4.2.4 Extension comparison with pangenome aligners

We compared our approach with more existing pangenome aligners, including VG (v1.63.1), GraphAligner (v1.0.20), Giraffe (v1.63.1), and Minichain (v1.3), etc. Note that Giraffe has been integrated into the VG toolkit as a module, so here they share the same version number. In our experiments, VG refers to the VG-MAP module by default unless otherwise specified. Minichain’s current proof-of-concept solution failed to perform the chromosome-scale pangenome alignment. We also investigated MiniGraph (Li et al. 2020) and tried to compare it with us, but its input depends on a series of human assemblies; we cannot generate its pangenome using the given reference sequence and variants in the dbSNP database.
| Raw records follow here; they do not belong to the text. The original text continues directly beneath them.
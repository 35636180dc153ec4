use anyhow::{anyhow, Context, Result};
use async_trait::async_trait;
use reqwest::Client;
use serde::Deserialize;
use serde_json::Value;
use std::time::Duration;
use tracing::debug;

use crate::model::RatingScores;
use crate::normalization::RatingMapper;
use crate::sources::{truncate_for_log, RatingSource};

pub const DEFAULT_BASE_URL: &str = "https://www.omdbapi.com";

/// OMDb ratings provider.
///
/// GET /?i={imdb_id}&apikey=... returns a `Ratings` array of
/// `{Source, Value}` pairs plus a top-level `imdbRating`. Values are strings
/// ("88%", "73/100", "8.7/10", "N/A") and go through [`RatingMapper`].
#[derive(Debug, Clone)]
pub struct OmdbProvider {
    base_url: String,
    http: Client,
    api_key: String,
    mapper: RatingMapper,
}

#[derive(Debug, Deserialize)]
#[serde(rename_all = "PascalCase")]
struct OmdbTitle {
    response: Option<String>,
    error: Option<String>,
    #[serde(default)]
    ratings: Option<Vec<OmdbRating>>,
    #[serde(rename = "imdbRating")]
    imdb_rating: Option<Value>,
}

/// Entries are kept loose so one malformed value only loses its own score.
#[derive(Debug, Deserialize)]
#[serde(rename_all = "PascalCase")]
struct OmdbRating {
    source: Option<String>,
    value: Option<Value>,
}

impl OmdbProvider {
    pub fn new(
        api_key: impl Into<String>,
        base_url: Option<&str>,
        timeout_secs: Option<u64>,
    ) -> Result<Self> {
        let api_key = api_key.into();
        if api_key.trim().is_empty() {
            return Err(anyhow!("OMDb api key is empty"));
        }
        let base_url = base_url
            .unwrap_or(DEFAULT_BASE_URL)
            .trim_end_matches('/')
            .to_string();
        let http = Client::builder()
            .user_agent("boxoffice/0.1")
            .timeout(Duration::from_secs(timeout_secs.unwrap_or(15)))
            .build()?;
        Ok(Self {
            base_url,
            http,
            api_key,
            mapper: RatingMapper::with_defaults(),
        })
    }

    fn scores(&self, title: &OmdbTitle) -> RatingScores {
        let pairs = title
            .ratings
            .iter()
            .flatten()
            .filter_map(|r| Some((r.source.as_deref()?, r.value.as_ref()?.as_str()?)))
            .chain(
                title
                    .imdb_rating
                    .as_ref()
                    .and_then(Value::as_str)
                    .map(|v| ("imdbRating", v)),
            );
        self.mapper.collect(pairs)
    }
}

#[async_trait]
impl RatingSource for OmdbProvider {
    fn name(&self) -> &'static str {
        "omdb"
    }

    async fn lookup(&self, imdb_id: &str) -> Result<RatingScores> {
        let url = format!("{}/", self.base_url);
        let resp = self
            .http
            .get(&url)
            .header("Accept", "application/json")
            .query(&[("i", imdb_id), ("apikey", self.api_key.as_str())])
            .send()
            .await
            .with_context(|| format!("OMDb request failed for {imdb_id}"))?;
        let status = resp.status();
        if !status.is_success() {
            let body = truncate_for_log(resp.text().await.unwrap_or_default(), 300);
            return Err(anyhow!("OMDb lookup failed: {status} imdb_id={imdb_id} body={body}"));
        }
        let title: OmdbTitle = resp
            .json()
            .await
            .with_context(|| format!("OMDb returned an unexpected shape for {imdb_id}"))?;

        if title.response.as_deref() == Some("False") {
            let reason = title.error.unwrap_or_default();
            if reason.to_ascii_lowercase().contains("not found")
                || reason.to_ascii_lowercase().contains("incorrect imdb id")
            {
                debug!(target = "omdb", imdb_id, reason = %reason, "title not found");
                return Ok(RatingScores::default());
            }
            return Err(anyhow!("OMDb rejected {imdb_id}: {reason}"));
        }

        Ok(self.scores(&title))
    }
}

#[cfg(test)]
mod tests {
    use super::*;
    use serde_json::json;
    use wiremock::matchers::{method, path, query_param};
    use wiremock::{Mock, MockServer, ResponseTemplate};

    async fn provider_for(server: &MockServer) -> OmdbProvider {
        OmdbProvider::new("k", Some(&server.uri()), Some(5)).unwrap()
    }

    #[tokio::test]
    async fn maps_all_three_scores() {
        let server = MockServer::start().await;
        Mock::given(method("GET"))
            .and(path("/"))
            .and(query_param("i", "tt0133093"))
            .and(query_param("apikey", "k"))
            .respond_with(ResponseTemplate::new(200).set_body_json(json!({
                "Title": "The Matrix",
                "imdbRating": "8.7",
                "Ratings": [
                    {"Source": "Internet Movie Database", "Value": "8.7/10"},
                    {"Source": "Rotten Tomatoes", "Value": "88%"},
                    {"Source": "Metacritic", "Value": "73/100"}
                ],
                "Response": "True"
            })))
            .mount(&server)
            .await;

        let scores = provider_for(&server).await.lookup("tt0133093").await.unwrap();
        assert_eq!(
            scores,
            RatingScores {
                rt_score: Some(88.0),
                metacritic_score: Some(73.0),
                imdb_score: Some(8.7),
            }
        );
    }

    #[tokio::test]
    async fn partial_and_na_values_stay_missing() {
        let server = MockServer::start().await;
        Mock::given(method("GET"))
            .and(path("/"))
            .respond_with(ResponseTemplate::new(200).set_body_json(json!({
                "imdbRating": "N/A",
                "Ratings": [{"Source": "Metacritic", "Value": "N/A"},
                            {"Source": "Rotten Tomatoes", "Value": "64%"}],
                "Response": "True"
            })))
            .mount(&server)
            .await;

        let scores = provider_for(&server).await.lookup("tt1").await.unwrap();
        assert_eq!(scores.rt_score, Some(64.0));
        assert_eq!(scores.metacritic_score, None);
        assert_eq!(scores.imdb_score, None);
    }

    #[tokio::test]
    async fn malformed_entry_only_loses_its_own_score() {
        let server = MockServer::start().await;
        Mock::given(method("GET"))
            .and(path("/"))
            .respond_with(ResponseTemplate::new(200).set_body_json(json!({
                "imdbRating": "7.9",
                "Ratings": [
                    {"Source": "Rotten Tomatoes", "Value": "88%"},
                    {"Source": "Metacritic", "Value": null},
                    {"Source": "Internet Movie Database", "Value": 7.9},
                    {"Value": "50/100"}
                ],
                "Response": "True"
            })))
            .mount(&server)
            .await;

        let scores = provider_for(&server).await.lookup("tt1").await.unwrap();
        assert_eq!(
            scores,
            RatingScores {
                rt_score: Some(88.0),
                metacritic_score: None,
                imdb_score: Some(7.9),
            }
        );
    }

    #[tokio::test]
    async fn non_string_imdb_rating_is_missing() {
        let server = MockServer::start().await;
        Mock::given(method("GET"))
            .and(path("/"))
            .respond_with(ResponseTemplate::new(200).set_body_json(json!({
                "imdbRating": 8.1,
                "Ratings": null,
                "Response": "True"
            })))
            .mount(&server)
            .await;

        let scores = provider_for(&server).await.lookup("tt2").await.unwrap();
        assert_eq!(scores, RatingScores::default());
    }

    #[tokio::test]
    async fn unknown_title_is_empty_but_bad_key_is_an_error() {
        let server = MockServer::start().await;
        Mock::given(method("GET"))
            .and(query_param("i", "tt404"))
            .respond_with(ResponseTemplate::new(200).set_body_json(json!({
                "Response": "False", "Error": "Incorrect IMDb ID."
            })))
            .mount(&server)
            .await;
        Mock::given(method("GET"))
            .and(query_param("i", "tt401"))
            .respond_with(ResponseTemplate::new(401).set_body_json(json!({
                "Response": "False", "Error": "Invalid API key!"
            })))
            .mount(&server)
            .await;

        let provider = provider_for(&server).await;
        assert_eq!(
            provider.lookup("tt404").await.unwrap(),
            RatingScores::default()
        );
        let err = provider.lookup("tt401").await.unwrap_err().to_string();
        assert!(err.contains("401"), "{err}");
    }
}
Burrows-Wheeler graph-based methods HISAT2 and VG have considerable memory and disk space requirements for computing devices when constructing whole-genome indexes. To this end, we follow the experimental design in the literature (Rautiainen and Marschall, 2020) of GraphAligner and use the chromosome 1 reference (GRCh38) and the corresponding variants in the dbSNP database to generate pangenome, where the length of chromosome 1 is 248,956,422, the number of SNVs is 971,371, and the number of INDELs is 116,943. It should be noted that the FASTA file size for chromosome 1 is 242MB, the largest of all human chromosomes. In the experiment, we generated six simulated datasets from the human chromosome 1 reference, incorporating known variants from the dbSNP database. These datasets, varying in read lengths and error rates, are named L101_E0.2, L250_E0.2, L101_E0.1, L250_E0.1, CCS_10k_Q20, and CCS_10k_Q30. Here, ‘L’ denotes the read length and is set to 101-bp or 250-bp, and ‘E’ denotes the base error rate and is set to 0.2% or 0.1%. The first four datasets each contain 2 million Illumina-like reads, and the latter two datasets each contain 20 000PacBio-CCS-like reads of 10k-bp in length, with the error rate of 1% (i.e., Q20) and 0.1% (i.e. Q30), respectively.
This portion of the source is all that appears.